### Task directions
Write out each record below, word for word.

### Records for this exercise
────────────────────────────────────────
//! Main application orchestrator.

use crossterm::event::{Event, KeyEvent, KeyEventKind};
use ratatui::{DefaultTerminal, Frame};
use tracing::{debug, info};

use crate::domain::{AddError, Notice, TaskList};
use crate::infrastructure::AppConfig;
use crate::presentation::commands::CommandRegistry;
use crate::presentation::events::{EventHandler, EventResult};
use crate::presentation::theme::Theme;
use crate::presentation::ui::{HomeKeyResult, HomeScreen, HomeScreenState};

/// Owns the task store and the screen, and applies gestures to the
/// store.
pub struct App {
    tasks: TaskList,
    screen: HomeScreenState,
    registry: CommandRegistry,
    theme: Theme,
    should_quit: bool,
}

impl App {
    #[must_use]
    pub fn new(config: &AppConfig) -> Self {
        let registry = CommandRegistry::with_overrides(&config.keybindings);
        let theme = Theme::new(&config.theme.accent_color);

        let mut screen = HomeScreenState::new();
        let tasks = TaskList::new();
        screen.sync_with(tasks.tasks());

        Self {
            tasks,
            screen,
            registry,
            theme,
            should_quit: false,
        }
    }

    /// Runs the blocking event loop until quit.
    ///
    /// # Errors
    /// Returns an error if terminal drawing or event polling fails.
    pub fn run(mut self, terminal: &mut DefaultTerminal) -> color_eyre::Result<()> {
        let events = EventHandler::new();

        terminal.draw(|frame| self.render(frame))?;

        while !self.should_quit {
            if let Some(event) = events.poll()? {
                if self.handle_event(&event) == EventResult::Exit {
                    self.should_quit = true;
                }
                terminal.draw(|frame| self.render(frame))?;
            }
        }

        info!("Application exiting normally");
        Ok(())
    }

    fn handle_event(&mut self, event: &Event) -> EventResult {
        match event {
            Event::Key(key) if key.kind == KeyEventKind::Press => self.handle_key(*key),
            _ => EventResult::Continue,
        }
    }

    /// Applies one key press to the screen and the store.
    pub fn handle_key(&mut self, key: KeyEvent) -> EventResult {
        let result = self
            .screen
            .handle_key(key, self.tasks.tasks(), &self.registry);

        match result {
            HomeKeyResult::Quit => return EventResult::Exit,
            HomeKeyResult::AddTask(title) => match self.tasks.add(title) {
                Ok(id) => {
                    debug!(id = %id, "added task from input bar");
                    self.screen.clear_input();
                }
                Err(AddError::DuplicateTitle(title)) => {
                    self.screen.show_notice(Notice::duplicate_title(&title));
                }
            },
            HomeKeyResult::ToggleDone(id) => self.tasks.toggle_done(id),
            HomeKeyResult::RemoveConfirmed(id) => self.tasks.remove(id),
            HomeKeyResult::SubmitEdit { id, title } => self.tasks.edit(id, title),
            HomeKeyResult::Consumed => {}
        }

        self.screen.sync_with(self.tasks.tasks());
        EventResult::Continue
    }

    fn render(&mut self, frame: &mut Frame) {
        frame.render_stateful_widget(
            HomeScreen::new(
                self.tasks.tasks(),
                self.tasks.done_count(),
                &self.theme,
                &self.registry,
            ),
            frame.area(),
            &mut self.screen,
        );
    }

    /// Read access for assertions and the render layer.
    #[must_use]
    pub fn tasks(&self) -> &TaskList {
        &self.tasks
    }
}

#[cfg(test)]
mod tests {
    use super::*;
    use crate::presentation::ui::home_screen::Modal;
    use crossterm::event::{KeyCode, KeyModifiers};

    fn app() -> App {
        App::new(&AppConfig::default())
    }

    fn press(app: &mut App, code: KeyCode) -> EventResult {
        app.handle_key(KeyEvent::new(code, KeyModifiers::NONE))
    }

    fn type_str(app: &mut App, text: &str) {
        for c in text.chars() {
            press(app, KeyCode::Char(c));
        }
    }

    fn add_task(app: &mut App, title: &str) {
        type_str(app, title);
        press(app, KeyCode::Enter);
    }

    #[test]
    fn test_add_task_through_input_bar() {
        let mut app = app();

        add_task(&mut app, "Buy milk");

        assert_eq!(app.tasks().len(), 1);
        assert_eq!(app.tasks().tasks()[0].title(), "Buy milk");
        assert!(!app.tasks().tasks()[0].done());
    }

    #[test]
    fn test_duplicate_add_shows_warning_and_keeps_input() {
        let mut app = app();
        add_task(&mut app, "Buy milk");

        add_task(&mut app, "Buy milk");

        assert_eq!(app.tasks().len(), 1);
        assert!(matches!(app.screen.modal(), Some(Modal::Notice(_))));

        // Acknowledge; the rejected title is still in the input bar.
        press(&mut app, KeyCode::Enter);
        assert!(app.screen.modal().is_none());
        assert_eq!(app.tasks().len(), 1);
    }

    #[test]
    fn test_ctrl_c_exits() {
        let mut app = app();
        let result = app.handle_key(KeyEvent::new(KeyCode::Char('c'), KeyModifiers::CONTROL));
        assert_eq!(result, EventResult::Exit);
    }

    #[test]
    fn test_full_scenario_through_gestures() {
        let mut app = app();

        // Add, then reject the duplicate.
        add_task(&mut app, "Buy milk");
        add_task(&mut app, "Buy milk");
        assert_eq!(app.tasks().len(), 1);
        press(&mut app, KeyCode::Enter); // dismiss warning
        press(&mut app, KeyCode::Esc); // clear leftover input
        press(&mut app, KeyCode::Esc); // leave the input bar

        // Toggle done.
        press(&mut app, KeyCode::Char(' '));
        assert!(app.tasks().tasks()[0].done());

        // Done rows refuse editing.
        press(&mut app, KeyCode::Char('e'));
        press(&mut app, KeyCode::Char('x'));
        assert_eq!(app.tasks().tasks()[0].title(), "Buy milk");

        // Un-done, then edit the title.
        press(&mut app, KeyCode::Char(' '));
        press(&mut app, KeyCode::Char(' ')); // round-trip toggle
        assert!(app.tasks().tasks()[0].done());
        press(&mut app, KeyCode::Char(' '));
        assert!(!app.tasks().tasks()[0].done());

        press(&mut app, KeyCode::Char('e'));
        for _ in 0..4 {
            press(&mut app, KeyCode::Backspace);
        }
        type_str(&mut app, "oat milk");
        press(&mut app, KeyCode::Enter);
        assert_eq!(app.tasks().tasks()[0].title(), "Buy oat milk");

        // Remove with confirmation.
        press(&mut app, KeyCode::Char('d'));
        press(&mut app, KeyCode::Char('n'));
        assert_eq!(app.tasks().len(), 1);

        press(&mut app, KeyCode::Char('d'));
        press(&mut app, KeyCode::Char('y'));
        assert!(app.tasks().is_empty());
    }

    #[test]
    fn test_toggle_gesture_after_removal_selects_neighbor() {
        let mut app = app();
        add_task(&mut app, "a");
        add_task(&mut app, "b");
        press(&mut app, KeyCode::Esc); // input is empty: leave the bar

        press(&mut app, KeyCode::End);
        press(&mut app, KeyCode::Char('d'));
        press(&mut app, KeyCode::Char('y'));

        assert_eq!(app.tasks().len(), 1);
        press(&mut app, KeyCode::Char(' '));
        assert!(app.tasks().tasks()[0].done());
    }
}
────────────────────────────────────────
### Your response
//! Main application orchestrator.

use crossterm::event::{Event, KeyEvent, KeyEventKind};
use ratatui::{DefaultTerminal, Frame};
use tracing::{debug, info};

use crate::domain::{AddError, Notice, TaskList};
use crate::infrastructure::AppConfig;
use crate::presentation::commands::CommandRegistry;
use crate::presentation::events::{EventHandler, EventResult};
use crate::presentation::theme::Theme;
use crate::presentation::ui::{HomeKeyResult, HomeScreen, HomeScreenState};

/// Owns the task store and the screen, and applies gestures to the
/// store.
pub struct App {
    tasks: TaskList,
    screen: HomeScreenState,
    registry: CommandRegistry,
    theme: Theme,
    should_quit: bool,
}

impl App {
    #[must_use]
    pub fn new(config: &AppConfig) -> Self {
        let registry = CommandRegistry::with_overrides(&config.keybindings);
        let theme = Theme::new(&config.theme.accent_color);

        let mut screen = HomeScreenState::new();
        let tasks = TaskList::new();
        screen.sync_with(tasks.tasks());

        Self {
            tasks,
            screen,
            registry,
            theme,
            should_quit: false,
        }
    }

    /// Runs the blocking event loop until quit.
    ///
    /// # Errors
    /// Returns an error if terminal drawing or event polling fails.
    pub fn run(mut self, terminal: &mut DefaultTerminal) -> color_eyre::Result<()> {
        let events = EventHandler::new();

        terminal.draw(|frame| self.render(frame))?;

        while !self.should_quit {
            if let Some(event) = events.poll()? {
                if self.handle_event(&event) == EventResult::Exit {
                    self.should_quit = true;
                }
                terminal.draw(|frame| self.render(frame))?;
            }
        }

        info!("Application exiting normally");
        Ok(())
    }

    fn handle_event(&mut self, event: &Event) -> EventResult {
        match event {
            Event::Key(key) if key.kind == KeyEventKind::Press => self.handle_key(*key),
            _ => EventResult::Continue,
        }
    }

    /// Applies one key press to the screen and the store.
    pub fn handle_key(&mut self, key: KeyEvent) -> EventResult {
        let result = self
            .screen
            .handle_key(key, self.tasks.tasks(), &self.registry);

        match result {
            HomeKeyResult::Quit => return EventResult::Exit,
            HomeKeyResult::AddTask(title) => match self.tasks.add(title) {
                Ok(id) => {
                    debug!(id = %id, "added task from input bar");
                    self.screen.clear_input();
                }
                Err(AddError::DuplicateTitle(title)) => {
                    self.screen.show_notice(Notice::duplicate_title(&title));
                }
            },
            HomeKeyResult::ToggleDone(id) => self.tasks.toggle_done(id),
            HomeKeyResult::RemoveConfirmed(id) => self.tasks.remove(id),
            HomeKeyResult::SubmitEdit { id, title } => self.tasks.edit(id, title),
            HomeKeyResult::Consumed => {}
        }

        self.screen.sync_with(self.tasks.tasks());
        EventResult::Continue
    }

    fn render(&mut self, frame: &mut Frame) {
        frame.render_stateful_widget(
            HomeScreen::new(
                self.tasks.tasks(),
                self.tasks.done_count(),
                &self.theme,
                &self.registry,
            ),
            frame.area(),
            &mut self.screen,
        );
    }

    /// Read access for assertions and the render layer.
    #[must_use]
    pub fn tasks(&self) -> &TaskList {
        &self.tasks
    }
}

#[cfg(test)]
mod tests {
    use super::*;
    use crate::presentation::ui::home_screen::Modal;
    use crossterm::event::{KeyCode, KeyModifiers};

    fn app() -> App {
        App::new(&AppConfig::default())
    }

    fn press(app: &mut App, code: KeyCode) -> EventResult {
        app.handle_key(KeyEvent::new(code, KeyModifiers::NONE))
    }

    fn type_str(app: &mut App, text: &str) {
        for c in text.chars() {
            press(app, KeyCode::Char(c));
        }
    }

    fn add_task(app: &mut App, title: &str) {
        type_str(app, title);
        press(app, KeyCode::Enter);
    }

    #[test]
    fn test_add_task_through_input_bar() {
        let mut app = app();

        add_task(&mut app, "Buy milk");

        assert_eq!(app.tasks().len(), 1);
        assert_eq!(app.tasks().tasks()[0].title(), "Buy milk");
        assert!(!app.tasks().tasks()[0].done());
    }

    #[test]
    fn test_duplicate_add_shows_warning_and_keeps_input() {
        let mut app = app();
        add_task(&mut app, "Buy milk");

        add_task(&mut app, "Buy milk");

        assert_eq!(app.tasks().len(), 1);
        assert!(matches!(app.screen.modal(), Some(Modal::Notice(_))));

        // Acknowledge; the rejected title is still in the input bar.
        press(&mut app, KeyCode::Enter);
        assert!(app.screen.modal().is_none());
        assert_eq!(app.tasks().len(), 1);
    }

    #[test]
    fn test_ctrl_c_exits() {
        let mut app = app();
        let result = app.handle_key(KeyEvent::new(KeyCode::Char('c'), KeyModifiers::CONTROL));
        assert_eq!(result, EventResult::Exit);
    }

    #[test]
    fn test_full_scenario_through_gestures() {
        let mut app = app();

        // Add, then reject the duplicate.
        add_task(&mut app, "Buy milk");
        add_task(&mut app, "Buy milk");
        assert_eq!(app.tasks().len(), 1);
        press(&mut app, KeyCode::Enter); // dismiss warning
        press(&mut app, KeyCode::Esc); // clear leftover input
        press(&mut app, KeyCode::Esc); // leave the input bar

        // Toggle done.
        press(&mut app, KeyCode::Char(' '));
        assert!(app.tasks().tasks()[0].done());

        // Done rows refuse editing.
        press(&mut app, KeyCode::Char('e'));
        press(&mut app, KeyCode::Char('x'));
        assert_eq!(app.tasks().tasks()[0].title(), "Buy milk");

        // Un-done, then edit the title.
        press(&mut app, KeyCode::Char(' '));
        press(&mut app, KeyCode::Char(' ')); // round-trip toggle
        assert!(app.tasks().tasks()[0].done());
        press(&mut app, KeyCode::Char(' '));
        assert!(!app.tasks().tasks()[0].done());

        press(&mut app, KeyCode::Char('e'));
        for _ in 0..4 {
            press(&mut app, KeyCode::Backspace);
        }
        type_str(&mut app, "oat milk");
        press(&mut app, KeyCode::Enter);
        assert_eq!(app.tasks().tasks()[0].title(), "Buy oat milk");

        // Remove with confirmation.
        press(&mut app, KeyCode::Char('d'));
        press(&mut app, KeyCode::Char('n'));
        assert_eq!(app.tasks().len(), 1);

        press(&mut app, KeyCode::Char('d'));
        press(&mut app, KeyCode::Char('y'));
        assert!(app.tasks().is_empty());
    }

    #[test]
    fn test_toggle_gesture_after_removal_selects_neighbor() {
        let mut app = app();
        add_task(&mut app, "a");
        add_task(&mut app, "b");
        press(&mut app, KeyCode::Esc); // input is empty: leave the bar

        press(&mut app, KeyCode::End);
        press(&mut app, KeyCode::Char('d'));
        press(&mut app, KeyCode::Char('y'));

        assert_eq!(app.tasks().len(), 1);
        press(&mut app, KeyCode::Char(' '));
        assert!(app.tasks().tasks()[0].done());
    }
}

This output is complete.